Company News » Brighter tomorrow postponed yet again

Brighter tomorrow postponed yet again

Continuing gloom about the global economic outlook has led to the anticipation of further cuts in interest rates. But investors' attentions have been engaged by the impact of the current downturn, and their outlook seems unaffected by the prospect of the recovery that lower rates could bring.
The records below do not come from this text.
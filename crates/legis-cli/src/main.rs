//! `legis`: legislative research backend.
//!
//! # Usage
//!
//! ```
//! legis serve
//! legis ingest --jurisdiction ca --session 2023-2024 --limit 50 --analyze
//! legis init-db
//! ```
//!
//! Settings come from `config.toml` (or `--config`) and the environment;
//! see [`settings`].

mod settings;

use std::{path::PathBuf, sync::Arc};

use anyhow::Context as _;
use axum::http::HeaderValue;
use clap::{Parser, Subcommand};
use legis_api::AppState;
use legis_ingest::Pipeline;
use legis_sources::{AnthropicClient, OpenStatesClient};
use legis_store_sqlite::SqliteStore;
use settings::{Settings, expand_tilde};
use tokio::net::TcpListener;
use tower_http::{
  cors::{AllowOrigin, Any, CorsLayer},
  trace::TraceLayer,
};
use tracing::{info, level_filters::LevelFilter};
use tracing_subscriber::EnvFilter;

#[derive(Parser)]
#[command(name = "legis", author, version, about = "Legislative research backend")]
struct Cli {
  /// Path to the TOML configuration file.
  #[arg(short, long, default_value = "config.toml", global = true)]
  config: PathBuf,

  #[command(subcommand)]
  command: Command,
}

#[derive(Subcommand)]
enum Command {
  /// Serve the HTTP API.
  Serve,

  /// Fetch bills from OpenStates into the local store.
  Ingest {
    /// Jurisdiction code, e.g. `ca`.
    #[arg(short, long)]
    jurisdiction: String,

    /// Legislative session label, e.g. `2023-2024`.
    #[arg(short, long)]
    session: String,

    /// Stop after this many bills; 0 ingests everything.
    #[arg(short, long, default_value_t = 0)]
    limit: usize,

    /// Summarise each bill and extract keywords.
    #[arg(long)]
    analyze: bool,
  },

  /// Create the database schema and exit.
  InitDb,
}

#[tokio::main]
async fn main() -> anyhow::Result<()> {
  tracing_subscriber::fmt()
    .with_env_filter(
      EnvFilter::builder()
        .with_default_directive(LevelFilter::INFO.into())
        .from_env_lossy(),
    )
    .init();

  let cli = Cli::parse();
  let settings = settings::load(&cli.config).context("failed to load settings")?;

  match cli.command {
    Command::Serve => serve(settings).await,
    Command::Ingest { jurisdiction, session, limit, analyze } => {
      ingest(settings, &jurisdiction, &session, (limit > 0).then_some(limit), analyze).await
    }
    Command::InitDb => {
      open_store(&settings).await?;
      info!(path = ?expand_tilde(&settings.database_path), "database ready");
      Ok(())
    }
  }
}

async fn open_store(settings: &Settings) -> anyhow::Result<SqliteStore> {
  let path = expand_tilde(&settings.database_path);
  SqliteStore::open(&path)
    .await
    .with_context(|| format!("failed to open store at {path:?}"))
}

fn openstates(settings: &Settings) -> anyhow::Result<OpenStatesClient> {
  OpenStatesClient::new(settings.openstates.clone())
    .context("set OPENSTATES_API_KEY or openstates.api_key")
}

fn anthropic(settings: &Settings) -> anyhow::Result<AnthropicClient> {
  AnthropicClient::new(settings.anthropic.clone())
    .context("set ANTHROPIC_API_KEY or anthropic.api_key")
}

fn cors(origins: &[String]) -> anyhow::Result<CorsLayer> {
  let origins = origins
    .iter()
    .map(|o| o.parse::<HeaderValue>())
    .collect::<Result<Vec<_>, _>>()
    .context("invalid CORS origin")?;
  Ok(
    CorsLayer::new()
      .allow_origin(AllowOrigin::list(origins))
      .allow_methods(Any)
      .allow_headers(Any),
  )
}

async fn serve(settings: Settings) -> anyhow::Result<()> {
  let state = AppState {
    bills:   openstates(&settings)?,
    analyst: anthropic(&settings)?,
    store:   Arc::new(open_store(&settings).await?),
  };

  let app = legis_api::router(state)
    .layer(cors(&settings.cors_origins)?)
    .layer(TraceLayer::new_for_http());

  let address = format!("{}:{}", settings.host, settings.port);
  info!("Listening on http://{address}");
  let listener = TcpListener::bind(&address)
    .await
    .with_context(|| format!("failed to bind {address}"))?;

  axum::serve(listener, app).await.context("server error")?;
  Ok(())
}

async fn ingest(
  settings: Settings,
  jurisdiction: &str,
  session: &str,
  limit: Option<usize>,
  analyze: bool,
) -> anyhow::Result<()> {
  let bills = openstates(&settings)?;
  let analyst = if analyze { Some(anthropic(&settings)?) } else { None };
  let store = open_store(&settings).await?;

  let pipeline = Pipeline::new(store, bills, analyst, settings.ingest.options());
  let summary = pipeline
    .ingest(jurisdiction, session, limit, analyze)
    .await
    .context("ingestion aborted")?;

  println!(
    "processed {} bills ({} failed, {} analyzed)",
    summary.processed, summary.failed, summary.analyzed
  );
  Ok(())
}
UK stockmarket[QQ] The travails of Marconi may have hogged the headlines, but its difficulties merely gained the highest profile of a large number of profit warnings issued by UK companies over the summer. Manufacturing and technology sectors suffered more than their fair share and the top of the sector performance table continues to be dominated by the defensive sectors that finished the first half on the strongest note.

Overseas equities

Current pressures on profitability have continued to bear down on markets in recent months, with US corporations suffering the most immediate problems. Second-quarter operating profits were about 20% lower than in the same period last year. Further declines are expected in the next two quarters and, although the rate of decline is expected to decrease, analysts continue to nudge down their forecasts.

Interest rates

After a month free from interest rate cuts, estimates of the mileage left in the current rate-cutting cycle have increased. August has already brought a reduction in the UK and is almost universally expected to do so in the US. Recent comments from the ECB have encouraged hopes that it too may cut rates this month. Even if all these cuts were to happen, forecasts derived from futures markets are for rates to be lower still by the end of the year.

Exchange rates

A rapid return of the US economy to late 1990s levels of growth is seen as increasingly unlikely, and the second half of the year has seen a significant reversal of the dollar’s upward progress. The euro rebounded strongly from under $0.84 in early July, recently breaking through $0.90 for the first time in five months. Even the yen (seemingly every commentator’s least favourite currency) bounced almost 5% in the first half of August.